**TASK REQUIREMENTS**
Note how many lines in these entries contain "None", and reply with that number alone.

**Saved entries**
_ _ _ _

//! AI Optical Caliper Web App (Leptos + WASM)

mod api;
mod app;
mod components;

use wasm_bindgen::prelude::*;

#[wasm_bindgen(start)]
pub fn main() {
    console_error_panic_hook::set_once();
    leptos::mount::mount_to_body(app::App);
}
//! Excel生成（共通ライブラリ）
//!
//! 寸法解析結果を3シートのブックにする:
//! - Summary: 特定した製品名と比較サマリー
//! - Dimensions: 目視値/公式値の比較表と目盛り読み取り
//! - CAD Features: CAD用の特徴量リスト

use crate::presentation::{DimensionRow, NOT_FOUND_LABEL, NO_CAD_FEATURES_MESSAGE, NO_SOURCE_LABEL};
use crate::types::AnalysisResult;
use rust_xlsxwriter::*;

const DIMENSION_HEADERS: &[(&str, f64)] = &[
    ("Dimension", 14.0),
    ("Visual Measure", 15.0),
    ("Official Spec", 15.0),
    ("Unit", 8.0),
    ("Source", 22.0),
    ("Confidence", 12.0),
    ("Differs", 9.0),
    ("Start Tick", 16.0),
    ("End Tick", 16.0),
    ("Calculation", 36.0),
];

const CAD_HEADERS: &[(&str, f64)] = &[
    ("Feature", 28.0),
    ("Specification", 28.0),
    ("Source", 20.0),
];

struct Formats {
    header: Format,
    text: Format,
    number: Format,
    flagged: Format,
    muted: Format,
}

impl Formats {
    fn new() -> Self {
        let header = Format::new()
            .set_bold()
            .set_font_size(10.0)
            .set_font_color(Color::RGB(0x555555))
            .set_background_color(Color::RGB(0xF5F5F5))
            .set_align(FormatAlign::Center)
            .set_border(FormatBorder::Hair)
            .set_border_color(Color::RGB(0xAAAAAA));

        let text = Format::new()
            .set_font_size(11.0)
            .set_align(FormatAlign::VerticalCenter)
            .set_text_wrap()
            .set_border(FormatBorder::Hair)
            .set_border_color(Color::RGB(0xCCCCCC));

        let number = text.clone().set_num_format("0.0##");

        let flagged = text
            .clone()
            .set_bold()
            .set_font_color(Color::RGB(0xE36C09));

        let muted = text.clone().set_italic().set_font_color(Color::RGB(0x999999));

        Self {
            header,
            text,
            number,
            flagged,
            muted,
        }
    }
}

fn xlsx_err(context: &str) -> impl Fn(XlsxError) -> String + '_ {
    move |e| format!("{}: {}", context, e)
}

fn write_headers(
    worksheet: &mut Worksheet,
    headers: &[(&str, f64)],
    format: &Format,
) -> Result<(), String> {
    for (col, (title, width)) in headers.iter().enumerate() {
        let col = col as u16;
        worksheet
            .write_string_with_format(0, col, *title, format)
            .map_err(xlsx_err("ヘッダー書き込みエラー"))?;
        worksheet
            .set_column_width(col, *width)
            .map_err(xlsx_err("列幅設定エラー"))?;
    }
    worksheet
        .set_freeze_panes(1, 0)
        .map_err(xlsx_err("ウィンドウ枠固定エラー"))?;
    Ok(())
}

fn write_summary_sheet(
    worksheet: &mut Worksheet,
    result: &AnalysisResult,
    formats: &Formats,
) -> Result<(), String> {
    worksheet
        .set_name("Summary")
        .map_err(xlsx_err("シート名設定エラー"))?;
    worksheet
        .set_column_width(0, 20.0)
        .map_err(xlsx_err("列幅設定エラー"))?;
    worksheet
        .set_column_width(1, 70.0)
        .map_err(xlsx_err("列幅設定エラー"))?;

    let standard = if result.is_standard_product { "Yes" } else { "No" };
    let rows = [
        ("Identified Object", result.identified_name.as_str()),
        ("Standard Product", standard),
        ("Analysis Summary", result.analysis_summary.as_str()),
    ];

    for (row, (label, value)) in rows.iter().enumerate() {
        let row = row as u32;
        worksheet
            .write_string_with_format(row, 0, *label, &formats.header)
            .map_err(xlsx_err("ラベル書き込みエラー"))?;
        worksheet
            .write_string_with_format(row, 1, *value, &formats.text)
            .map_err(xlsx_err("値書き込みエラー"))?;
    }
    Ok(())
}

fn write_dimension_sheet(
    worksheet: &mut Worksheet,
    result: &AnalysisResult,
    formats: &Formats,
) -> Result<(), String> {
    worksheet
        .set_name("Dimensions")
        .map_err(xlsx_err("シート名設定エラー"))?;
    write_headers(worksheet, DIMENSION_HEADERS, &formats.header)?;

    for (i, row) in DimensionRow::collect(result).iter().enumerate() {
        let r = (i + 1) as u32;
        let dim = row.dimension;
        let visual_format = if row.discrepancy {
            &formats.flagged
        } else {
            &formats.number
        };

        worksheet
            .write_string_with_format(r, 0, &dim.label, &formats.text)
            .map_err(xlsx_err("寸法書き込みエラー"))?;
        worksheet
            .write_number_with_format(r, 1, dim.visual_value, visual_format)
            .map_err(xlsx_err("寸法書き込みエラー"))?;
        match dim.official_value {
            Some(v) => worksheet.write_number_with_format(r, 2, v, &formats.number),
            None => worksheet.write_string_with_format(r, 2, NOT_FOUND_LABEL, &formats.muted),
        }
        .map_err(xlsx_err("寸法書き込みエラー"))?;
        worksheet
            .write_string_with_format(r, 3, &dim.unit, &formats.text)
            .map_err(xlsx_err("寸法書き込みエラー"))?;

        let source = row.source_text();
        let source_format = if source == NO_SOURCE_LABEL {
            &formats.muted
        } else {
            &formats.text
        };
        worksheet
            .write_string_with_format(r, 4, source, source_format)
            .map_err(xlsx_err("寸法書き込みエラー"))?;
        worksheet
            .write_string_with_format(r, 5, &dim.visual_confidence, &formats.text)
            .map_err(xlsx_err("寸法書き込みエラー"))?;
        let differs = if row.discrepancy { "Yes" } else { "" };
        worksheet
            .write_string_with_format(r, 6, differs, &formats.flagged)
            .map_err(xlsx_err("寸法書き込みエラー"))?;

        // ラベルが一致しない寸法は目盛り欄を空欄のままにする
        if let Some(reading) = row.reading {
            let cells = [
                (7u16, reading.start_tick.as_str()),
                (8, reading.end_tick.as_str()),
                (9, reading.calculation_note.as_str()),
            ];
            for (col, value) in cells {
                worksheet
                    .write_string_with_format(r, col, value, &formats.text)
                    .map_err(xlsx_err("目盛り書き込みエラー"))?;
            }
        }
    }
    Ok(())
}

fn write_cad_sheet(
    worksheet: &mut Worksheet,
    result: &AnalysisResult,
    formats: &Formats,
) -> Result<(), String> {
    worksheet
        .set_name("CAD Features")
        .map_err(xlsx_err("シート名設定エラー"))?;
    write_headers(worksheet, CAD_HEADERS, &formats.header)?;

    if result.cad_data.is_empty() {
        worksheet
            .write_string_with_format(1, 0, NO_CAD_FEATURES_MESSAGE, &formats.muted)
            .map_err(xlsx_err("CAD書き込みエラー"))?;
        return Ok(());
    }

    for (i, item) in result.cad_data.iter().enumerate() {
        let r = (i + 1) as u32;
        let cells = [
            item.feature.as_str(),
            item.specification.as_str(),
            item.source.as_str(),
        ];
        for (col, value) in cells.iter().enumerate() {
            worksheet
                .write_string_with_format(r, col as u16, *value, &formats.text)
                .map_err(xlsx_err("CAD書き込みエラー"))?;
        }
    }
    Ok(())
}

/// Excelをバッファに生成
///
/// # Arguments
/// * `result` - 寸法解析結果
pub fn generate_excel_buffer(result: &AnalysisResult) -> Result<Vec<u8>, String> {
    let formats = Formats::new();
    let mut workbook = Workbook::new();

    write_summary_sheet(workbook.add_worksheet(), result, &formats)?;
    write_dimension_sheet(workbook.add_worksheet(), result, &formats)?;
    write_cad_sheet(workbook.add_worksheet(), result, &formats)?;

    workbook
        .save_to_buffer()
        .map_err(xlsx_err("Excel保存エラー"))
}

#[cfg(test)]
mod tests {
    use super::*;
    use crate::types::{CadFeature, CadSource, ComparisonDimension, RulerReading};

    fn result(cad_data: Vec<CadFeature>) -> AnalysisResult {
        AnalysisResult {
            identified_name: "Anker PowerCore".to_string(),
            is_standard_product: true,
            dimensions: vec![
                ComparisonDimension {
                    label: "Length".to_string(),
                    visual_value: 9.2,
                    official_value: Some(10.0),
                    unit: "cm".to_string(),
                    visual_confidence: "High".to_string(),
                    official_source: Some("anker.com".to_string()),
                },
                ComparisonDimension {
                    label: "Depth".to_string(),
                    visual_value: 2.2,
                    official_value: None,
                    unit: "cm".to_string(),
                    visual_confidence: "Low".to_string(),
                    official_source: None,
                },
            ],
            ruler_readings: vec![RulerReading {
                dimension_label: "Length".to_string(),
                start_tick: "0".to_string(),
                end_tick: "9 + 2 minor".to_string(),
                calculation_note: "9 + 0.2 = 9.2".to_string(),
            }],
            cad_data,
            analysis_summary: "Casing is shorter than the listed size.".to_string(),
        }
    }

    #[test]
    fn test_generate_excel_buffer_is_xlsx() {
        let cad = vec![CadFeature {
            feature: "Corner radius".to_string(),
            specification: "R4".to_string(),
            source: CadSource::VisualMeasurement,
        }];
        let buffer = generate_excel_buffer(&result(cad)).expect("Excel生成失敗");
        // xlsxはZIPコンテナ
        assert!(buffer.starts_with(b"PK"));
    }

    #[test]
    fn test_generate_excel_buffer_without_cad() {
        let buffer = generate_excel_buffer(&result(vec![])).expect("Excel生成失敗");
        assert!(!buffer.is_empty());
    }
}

_ _ _ _

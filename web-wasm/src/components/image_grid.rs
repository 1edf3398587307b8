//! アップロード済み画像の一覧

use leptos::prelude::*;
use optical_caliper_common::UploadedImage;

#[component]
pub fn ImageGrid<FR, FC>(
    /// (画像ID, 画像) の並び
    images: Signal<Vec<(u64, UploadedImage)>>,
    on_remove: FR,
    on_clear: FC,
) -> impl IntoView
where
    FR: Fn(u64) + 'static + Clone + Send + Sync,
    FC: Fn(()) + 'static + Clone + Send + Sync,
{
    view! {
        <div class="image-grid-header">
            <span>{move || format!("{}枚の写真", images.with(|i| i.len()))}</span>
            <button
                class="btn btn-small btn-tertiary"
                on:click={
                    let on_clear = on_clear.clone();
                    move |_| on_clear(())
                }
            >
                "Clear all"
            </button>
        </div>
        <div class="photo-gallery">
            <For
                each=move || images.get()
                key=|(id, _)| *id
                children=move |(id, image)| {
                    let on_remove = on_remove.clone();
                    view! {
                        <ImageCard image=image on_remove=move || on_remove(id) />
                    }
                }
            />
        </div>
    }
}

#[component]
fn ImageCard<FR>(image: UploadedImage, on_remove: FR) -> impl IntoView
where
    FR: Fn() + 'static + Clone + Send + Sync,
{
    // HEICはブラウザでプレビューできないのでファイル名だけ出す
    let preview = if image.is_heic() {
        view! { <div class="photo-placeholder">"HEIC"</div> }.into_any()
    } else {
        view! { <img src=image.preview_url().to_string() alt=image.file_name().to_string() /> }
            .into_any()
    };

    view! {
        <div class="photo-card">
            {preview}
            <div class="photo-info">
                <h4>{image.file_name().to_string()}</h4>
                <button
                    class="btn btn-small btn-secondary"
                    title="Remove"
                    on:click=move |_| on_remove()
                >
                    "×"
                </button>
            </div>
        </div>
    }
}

_ _ _ _

**OUTPUT FOR THIS TASK**
3